* Requirement
Retype, word for word, every line from the one holding "thread::sleep(Duration::from_millis(5));" through the one holding "pub const IMAGE_EXTENSIONS: &[&str]" in the entries below, both included, and only those lines.

(Collected data entries)
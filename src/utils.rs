use std::time::{Instant, Duration};
use std::sync::Arc;
use std::sync::mpsc;
use std::thread;
use parking_lot::Mutex;

/// Timestamps messages and hands them to a collector thread that appends
/// them to the shared log shown in the GUI.
#[derive(Clone)]
pub struct Logger {
    sender: mpsc::Sender<String>,
}

impl Logger {
    pub fn new(log_messages: Arc<Mutex<Vec<String>>>) -> Self {
        let (sender, receiver) = mpsc::channel();

        thread::Builder::new()
            .name("log-collector".to_string())
            .spawn(move || {
                for message in receiver {
                    log_messages.lock().push(message);
                }
            })
            .map_err(|e| eprintln!("Failed to start log collector: {}", e))
            .ok();

        Logger { sender }
    }

    pub fn log(&self, message: impl AsRef<str>) {
        let timestamp = chrono::Local::now().format("%H:%M:%S%.3f");
        let log_message = format!("[{}] {}", timestamp, message.as_ref());
        // The collector only goes away on shutdown.
        self.sender.send(log_message).unwrap_or_default();
    }
}

pub fn measure_time<F, T>(f: F) -> (T, Duration)
where
    F: FnOnce() -> T,
{
    let start = Instant::now();
    let result = f();
    let duration = start.elapsed();
    (result, duration)
}

pub fn get_memory_usage() -> String {
    if let Ok(mem_info) = sys_info::mem_info() {
        format!(
            "Memory: Total: {} MB, Free: {} MB, Used: {} MB",
            mem_info.total / 1024,
            mem_info.free / 1024,
            mem_info.total.saturating_sub(mem_info.free) / 1024
        )
    } else {
        "Unable to get memory info".to_string()
    }
}

#[cfg(test)]
mod tests {
    use super::*;

    #[test]
    fn logger_prefixes_a_timestamp() {
        let messages = Arc::new(Mutex::new(Vec::new()));
        let logger = Logger::new(messages.clone());
        logger.log("image selected");

        let deadline = Instant::now() + Duration::from_secs(5);
        while messages.lock().is_empty() && Instant::now() < deadline {
            thread::sleep(Duration::from_millis(5));
        }

        let messages = messages.lock();
        assert_eq!(messages.len(), 1);
        assert!(messages[0].starts_with('['));
        assert!(messages[0].ends_with("] image selected"));
    }

    #[test]
    fn measure_time_returns_the_result() {
        let (value, duration) = measure_time(|| 21 * 2);
        assert_eq!(value, 42);
        assert!(duration < Duration::from_secs(5));
    }
}
// file_dialogs.rs
use rfd::FileDialog;
use std::path::PathBuf;

pub const IMAGE_EXTENSIONS: &[&str] = &["png", "jpg", "jpeg", "gif", "bmp", "tif", "tiff", "webp"];

pub fn select_image() -> Option<PathBuf> {
    FileDialog::new()
        .set_title("Select an image")
        .add_filter("Image", IMAGE_EXTENSIONS)
        .add_filter("All files", &["*"])
        .pick_file()
}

* Reply
            thread::sleep(Duration::from_millis(5));
        }

        let messages = messages.lock();
        assert_eq!(messages.len(), 1);
        assert!(messages[0].starts_with('['));
        assert!(messages[0].ends_with("] image selected"));
    }

    #[test]
    fn measure_time_returns_the_result() {
        let (value, duration) = measure_time(|| 21 * 2);
        assert_eq!(value, 42);
        assert!(duration < Duration::from_secs(5));
    }
}
// file_dialogs.rs
use rfd::FileDialog;
use std::path::PathBuf;

pub const IMAGE_EXTENSIONS: &[&str] = &["png", "jpg", "jpeg", "gif", "bmp", "tif", "tiff", "webp"];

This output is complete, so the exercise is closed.